LOMA LINDA, CALIFORNIA
Just 60 miles east of Los Angeles, within view of the towering peaks of the San Bernardino and San Jacinto mountains, Loma Linda is home to a community of 9,000 Seventh-Day Adventists, currently the longest-living group of people in America. Loma Linda University and Medical Center has been a national center of health and wellness research for decades. The university sponsors lectures and musical programs.

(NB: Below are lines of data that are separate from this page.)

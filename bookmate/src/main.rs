//! bookmate - play against an opening book backed by a database and Stockfish.
//!
//! Moves and commands are read line by line from stdin; the opponent's
//! replies, evaluations and notices are printed as they happen.

use std::path::PathBuf;
use std::sync::Arc;

use anyhow::Context;
use bookmate::{config, spawn_session, SessionEvent, SessionHandle, SessionOptions};
use chess::{CompileOptions, PlayerColor, StartPosition};
use clap::{Parser, ValueEnum};
use engine::{spawn_stockfish, EngineConfig, EngineHandle, Strength};
use explorer::{LichessExplorer, OpeningDatabase};
use tokio::io::{AsyncBufReadExt, BufReader};

#[derive(Parser)]
#[command(name = "bookmate", about = "Play chess against a book-aware opponent")]
struct Cli {
    /// Opening repertoire to play from (PGN, variations allowed)
    #[arg(long)]
    pgn: Option<PathBuf>,

    /// Start from this position instead of the standard one
    #[arg(long)]
    fen: Option<String>,

    /// Side you play
    #[arg(long, value_enum, default_value_t = Side::White)]
    human: Side,

    /// Opponent strength (400-2800); defaults to BOOKMATE_ELO or 1200
    #[arg(long)]
    elo: Option<u16>,

    /// Never ask the opening database
    #[arg(long)]
    no_database: bool,

    /// Lowest rating bucket for database games (switches to the Lichess games database)
    #[arg(long)]
    rating_min: Option<u32>,

    /// Highest rating bucket for database games
    #[arg(long)]
    rating_max: Option<u32>,

    /// Seed for choosing among book and database moves
    #[arg(long)]
    seed: Option<u64>,
}

#[derive(Clone, Copy, ValueEnum)]
enum Side {
    White,
    Black,
}

impl From<Side> for PlayerColor {
    fn from(side: Side) -> Self {
        match side {
            Side::White => PlayerColor::White,
            Side::Black => PlayerColor::Black,
        }
    }
}

const HELP: &str = "commands: <move> (SAN or UCI), back, forward, jump <n>, hint, eval, reset, help, quit";

#[tokio::main]
async fn main() -> anyhow::Result<()> {
    // Initialize tracing with span durations; stdout is the game transcript
    use tracing_subscriber::fmt::format::FmtSpan;
    tracing_subscriber::fmt()
        .with_env_filter(
            tracing_subscriber::EnvFilter::try_from_default_env()
                .unwrap_or_else(|_| tracing_subscriber::EnvFilter::new("warn")),
        )
        .with_span_events(FmtSpan::CLOSE)
        .with_writer(std::io::stderr)
        .init();

    let cli = Cli::parse();

    let strength = cli.elo.map(Strength::from_elo).unwrap_or_else(config::get_strength);
    let mut filters = config::get_query_filters();
    filters.rating_min = cli.rating_min;
    filters.rating_max = cli.rating_max;
    let database_enabled = !cli.no_database && config::database_enabled();

    let start = cli.fen.clone().map_or(StartPosition::Standard, StartPosition::Fen);
    let book = match &cli.pgn {
        Some(path) => {
            let pgn = tokio::fs::read_to_string(path)
                .await
                .with_context(|| format!("reading {}", path.display()))?;
            let compile = CompileOptions {
                baseline: start.clone(),
            };
            let tree = chess::compile_with(&pgn, &compile)
                .with_context(|| format!("compiling {}", path.display()))?;
            println!("Loaded {} book positions from {}", tree.len(), path.display());
            Some(tree)
        }
        None => None,
    };

    let engine = start_engine(strength).await;
    let database: Option<Arc<dyn OpeningDatabase>> = if database_enabled {
        let explorer = LichessExplorer::new(config::get_explorer_url())?
            .with_token(config::get_explorer_token());
        Some(Arc::new(explorer))
    } else {
        None
    };

    let options = SessionOptions {
        start,
        human: cli.human.into(),
        strength,
        filters,
        database_enabled,
        opponent_delay: config::get_opponent_delay(),
        seed: cli.seed,
    };
    let session = spawn_session(options, engine, database, book)?;
    let (snapshot, mut events) = session.subscribe().await?;
    println!("{}", HELP);
    println!("Position: {}", snapshot.fen);

    tokio::spawn(async move {
        while let Ok(event) = events.recv().await {
            print_event(event);
        }
    });

    let mut lines = BufReader::new(tokio::io::stdin()).lines();
    while let Some(line) = lines.next_line().await? {
        let line = line.trim();
        if line.is_empty() {
            continue;
        }
        if line == "quit" || line == "exit" {
            break;
        }
        if let Err(e) = run_command(&session, line).await {
            println!("! {}", e);
        }
    }

    session.shutdown().await;
    Ok(())
}

async fn start_engine(strength: Strength) -> Option<EngineHandle> {
    let config = EngineConfig {
        path: config::get_stockfish_path(),
        strength,
        ..Default::default()
    };
    match spawn_stockfish(&config).await {
        Ok(engine) => Some(engine),
        Err(e) => {
            tracing::warn!("Engine unavailable: {}", e);
            println!("! No engine ({}); the opponent can only play book and database moves", e);
            None
        }
    }
}

async fn run_command(session: &SessionHandle, line: &str) -> anyhow::Result<()> {
    let mut words = line.split_whitespace();
    let command = words.next().unwrap_or_default();
    match command {
        "back" | "b" => show_position(&session.step_back().await?),
        "forward" | "f" => show_position(&session.step_forward().await?),
        "jump" | "j" => {
            let index: isize = words
                .next()
                .context("usage: jump <ply index, -1 for start>")?
                .parse()?;
            show_position(&session.jump_to(index).await?);
        }
        "hint" => session.show_candidates(engine::MAX_ANALYSIS_LINES).await?,
        "eval" => {
            let snapshot = session.get_snapshot().await?;
            match snapshot.evaluation {
                Some(pawns) => println!("Evaluation: {:+.2}", pawns),
                None => println!("No evaluation yet"),
            }
        }
        "reset" => show_position(&session.reset().await?),
        "help" => println!("{}", HELP),
        text => {
            let snapshot = session.get_snapshot().await?;
            let board = chess::parse_fen(&snapshot.fen)?;
            let mv = match chess::pgn::parse_san(&board, text) {
                Ok(mv) => mv,
                Err(_) => chess::parse_uci_move(text)
                    .with_context(|| format!("not a move or command: {} ({})", text, HELP))?,
            };
            let snapshot = session.make_move(mv).await?;
            if let Some(last) = snapshot.history.last() {
                println!("You played {}", last.san);
            }
        }
    }
    Ok(())
}

fn show_position(snapshot: &bookmate::SessionSnapshot) {
    let state = if snapshot.reviewing { "reviewing" } else { "live" };
    println!(
        "[{} {}/{}] {} ({} to move, source: {})",
        state,
        snapshot.cursor,
        snapshot.move_count() as isize - 1,
        snapshot.fen,
        chess::format_color(snapshot.side_to_move.into()),
        snapshot.mode
    );
}

fn print_event(event: SessionEvent) {
    match event {
        SessionEvent::OpponentMoved(record) => {
            println!("Opponent plays {} ({:?})", record.san, record.origin);
        }
        SessionEvent::Evaluation(pawns) => tracing::debug!("Evaluation {:+.2}", pawns),
        SessionEvent::Candidates(lines) => {
            for line in lines {
                let score = line.score.map(|s| s.display()).unwrap_or_default();
                println!("  {}. {} {}", line.multipv, score, line.pv.join(" "));
            }
        }
        SessionEvent::GameOver(reason) => println!("{}", reason),
        SessionEvent::Notice(text) => println!("* {}", text),
        SessionEvent::Error(text) => println!("! {}", text),
        SessionEvent::StateChanged(_) => {}
    }
}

The Adventist faith endorses healthy living tenets which discourage smoking, alcohol consumption or foods deemed unclean in the Bible, such as pork. (Because many Adventists are vegetarians, most of the city’s dining spots offer vegetarian options.) Consuming a diet rich in fruits, vegetables, seeds and whole grains and especially legumes and nuts, Adventists remain fit with modest but regular physical activity. A powerful contribution to their longevity rests with the observance of a 24-hour sabbath, a weekly “sanctuary in time” to downshift, be with family, get out in nature and rejuvenate apart from daily stressors.
Make a pilgrimage to the Loma Linda Market, where all the elements of the Adventist diet stand ready for the picking: dozens and dozens of oversized bins of legumes, nuts and grains as well as fresh, locally grown fruits and vegetables and an entire wall of gluten- free delights. Or head to Clark’s Nutrition Natural Foods Market, also offering a wide selection of whole and organic foods, organic produce and prepared foods. Pack up your organic goodies and head out on a nature walk in one of Loma Linda’s many parks to enjoy a picnic in the fresh air. Hulda Crooks Park features great hiking, biking and running trails and beautiful views.